**Task instructions**
From the first line of the data through the line containing "for non-virtual factories", return each line exactly.

*** Opening of Dataset entries ***

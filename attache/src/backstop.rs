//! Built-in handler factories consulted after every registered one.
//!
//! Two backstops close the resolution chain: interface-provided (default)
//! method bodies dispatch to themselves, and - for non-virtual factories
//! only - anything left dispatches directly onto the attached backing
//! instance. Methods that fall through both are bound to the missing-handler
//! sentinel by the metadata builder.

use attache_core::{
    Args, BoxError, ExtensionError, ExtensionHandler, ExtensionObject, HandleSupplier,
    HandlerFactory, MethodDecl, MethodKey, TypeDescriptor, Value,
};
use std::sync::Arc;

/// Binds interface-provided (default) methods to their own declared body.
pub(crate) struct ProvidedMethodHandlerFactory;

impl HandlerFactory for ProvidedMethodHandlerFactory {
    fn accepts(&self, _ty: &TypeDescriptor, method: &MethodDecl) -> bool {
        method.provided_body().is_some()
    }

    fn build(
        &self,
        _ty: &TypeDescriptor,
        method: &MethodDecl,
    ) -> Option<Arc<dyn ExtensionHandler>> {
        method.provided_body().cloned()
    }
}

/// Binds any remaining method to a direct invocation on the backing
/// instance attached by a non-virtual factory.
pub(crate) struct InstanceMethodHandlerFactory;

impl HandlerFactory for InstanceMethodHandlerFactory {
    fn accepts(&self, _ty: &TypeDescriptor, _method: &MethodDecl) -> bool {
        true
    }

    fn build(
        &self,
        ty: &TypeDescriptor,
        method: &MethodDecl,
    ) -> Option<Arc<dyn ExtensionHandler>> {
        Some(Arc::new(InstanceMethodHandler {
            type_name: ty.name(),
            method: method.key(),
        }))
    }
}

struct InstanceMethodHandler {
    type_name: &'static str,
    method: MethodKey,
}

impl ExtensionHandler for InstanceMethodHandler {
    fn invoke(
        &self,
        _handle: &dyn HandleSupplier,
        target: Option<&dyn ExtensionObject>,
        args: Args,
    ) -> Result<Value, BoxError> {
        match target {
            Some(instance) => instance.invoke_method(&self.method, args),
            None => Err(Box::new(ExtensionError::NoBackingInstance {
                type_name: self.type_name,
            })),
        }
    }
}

*** Close of Dataset entries ***

**Exercise solution**
filename attache/src/backstop.rs
//! Built-in handler factories consulted after every registered one.
//!
//! Two backstops close the resolution chain: interface-provided (default)
//! method bodies dispatch to themselves, and - for non-virtual factories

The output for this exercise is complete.